L'autisme est un spectre
Le terme même de « spectre » nous invite à nous éloigner d’une logique linéaire, d’une échelle. En effet, il ne s’agit pas de situer les personnes autistes sur une échelle allant du « moins » au « plus » autiste, mais de reconnaître que les manifestations de l’autisme sont propres à chacun et chacune. Elles sont multiples, variables et évolutives.
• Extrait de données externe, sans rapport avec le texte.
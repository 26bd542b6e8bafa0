pub mod models;
pub mod store;

pub use models::*;
pub use store::ConfigStore;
Comme tout le monde, chaque personne autiste peut présenter des forces et des axes d’amélioration. Ces dimensions peuvent changer selon le contexte, les expériences de vie. Le principal étant d’avancer, petit à petit en trouvant des solutions, des idées pour s’épanouir au quotidien en fonction de ses propres besoins.
Vous l’aurez compris, l’image la plus juste n’est pas celle d’une ligne, mais celle d’un nuancier de couleurs, d’un profil sensoriel, où chaque couleur, chaque intensité représente une facette unique de chaque personne.
La façon dont chaque personne ressent, organise ou encore communique peut varier d’une personne à une autre autour des biais suivants :
L’organisation du quotidien
Les intéractions sociales
Le mode de communication
La régulation émotionnelle
Les centres d’intérêts spécifiques
Mouvements répétitifs (flapping, stimming,…)
Sensibilités sensorielles
Perception unique du monde
Autres
Adaptons-nous !
Chaque personne est différente. Certaines personnes autistes vont bénéficier de pictogrammes pour mieux comprendre leur environnement. D’autres auront besoin de moments de pause sensorielle, ou de routines stables pour se sentir en sécurité.
Ce qui fonctionne pour l’un ne fonctionnera pas forcément pour l’autre. Et c’est là que le mot « spectre » prend tout son sens : il n’existe pas de solution unique, ni de parcours type.
Et c’est à nous — entourage, professionnels, société — de nous adapter.
Pour aller vers une société de plus en plus inclusive
des environnements accessibles, flexibles et équipés ;
des parcours personnalisables ;
des accompagnéements adapté aux singularités;
porter un regard compréhensif, non jugeant et accueillant.
Un spectre riche, multiple changeant, qui reflète des fonctionnements neurologiques variés, des besoins différents, des forces souvent insoupçonnées. Mieux le comprendre, c’est sortir des étiquettes réductrices pour accueillir la personne dans toute sa singularité. Et c’est à nous, collectivement, de faire ce pas : en écoutant, en adaptant, en rendant nos espaces vraiment inclusifs. Parce qu’une société inclusive ne se construit pas à partir de ce que les personnes devraient être, mais de ce qu’elles sont vraiment.